QUICK COHERENCE TECHNIQUE—3 SIMPLE STEPS
This method is completely portable! You can do it anywhere, any time. Here's a YouTube video that shows how to do it.
Step One—Heart Focus: Focus your attention on your heart area, and breathe a little deeper than normal—in and out for five seconds each.
Step Two—Heart Breathing: Imagine breathing through your heart. Picture yourself slowly breathing in and out through your heart area.
Step Three—Heart Feeling: Activate a positive feeling as you maintain your heart focus and breathing. Recall a time you felt good inside, and try to re-experience the feeling. Remember a special place or the love you feel for a close friend, relative or treasured pet. The key is to focus on something you really appreciate.
How do you feel? Do you notice a greater sense of ease, well-being or relaxation? Want to go even deeper? Try incorporating greater appreciation into your life in these simple ways:
1. Appreciation Breaks: Take two or three appreciation breaks each day – ideally in early morning, during work, school, returning home or before bed.

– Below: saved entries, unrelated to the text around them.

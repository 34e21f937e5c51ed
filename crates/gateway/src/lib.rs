/// Socket Gateway Service
///
/// Distributed WebSocket connection gateway:
/// - Namespace-separated connections and rooms
/// - Redis pub/sub cluster adapter with local-first delivery
/// - Cross-instance room membership queries with bounded collection
/// - Connection lifecycle coordination with application room policy hooks
pub mod adapter;
pub mod lifecycle;
pub mod namespace;
pub mod protocol;
pub mod pubsub;
pub mod query;
pub mod registry;
pub mod server;
pub mod session;

pub use adapter::ClusterAdapter;
pub use lifecycle::{
    AuthCandidate, ConnectionState, LifecycleCoordinator, NullRoomPolicy, PolicyError, RoomPolicy,
};
pub use namespace::Namespace;
pub use protocol::{ClusterMessage, ClusterOp};
pub use pubsub::{MemoryBroker, MessageHandler, PubSubChannel, RedisPubSub};
pub use query::ClusterQueryProtocol;
pub use registry::{AuthIdentity, ClientSink, ConnectionId, ConnectionInfo, ConnectionRegistry};
pub use server::{start_server, GatewayState};
pub use session::{ClientMessage, GatewaySession, ServerEvent};

/// Initialize tracing for the gateway service
pub fn init_tracing(default_level: &str) {
    use tracing_subscriber::{layer::SubscriberExt, util::SubscriberInitExt};

    tracing_subscriber::registry()
        .with(
            tracing_subscriber::EnvFilter::try_from_default_env().unwrap_or_else(|_| {
                tracing_subscriber::EnvFilter::new(format!(
                    "socket_gateway={0},socket_gateway_core={0}",
                    default_level
                ))
            }),
        )
        .with(tracing_subscriber::fmt::layer())
        .init();
}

Just follow the above simple steps. It takes as little as two minutes to achieve mental, emotional and physical balance.
2. Appreciation List: Make a list of things you appreciate – people, places, activities, pets – and choose one or two each morning to hold in your heart during the day. Choose an item again at night to hold in your heart while you rest.
3. Appreciation in the Moment: Keep your Appreciation List close all day, in a pocket or purse, by your computer or elsewhere. In stressful moments, choose an item that can quickly evoke appreciation. It can turn a stressful day into one that flows – in 30 seconds or less.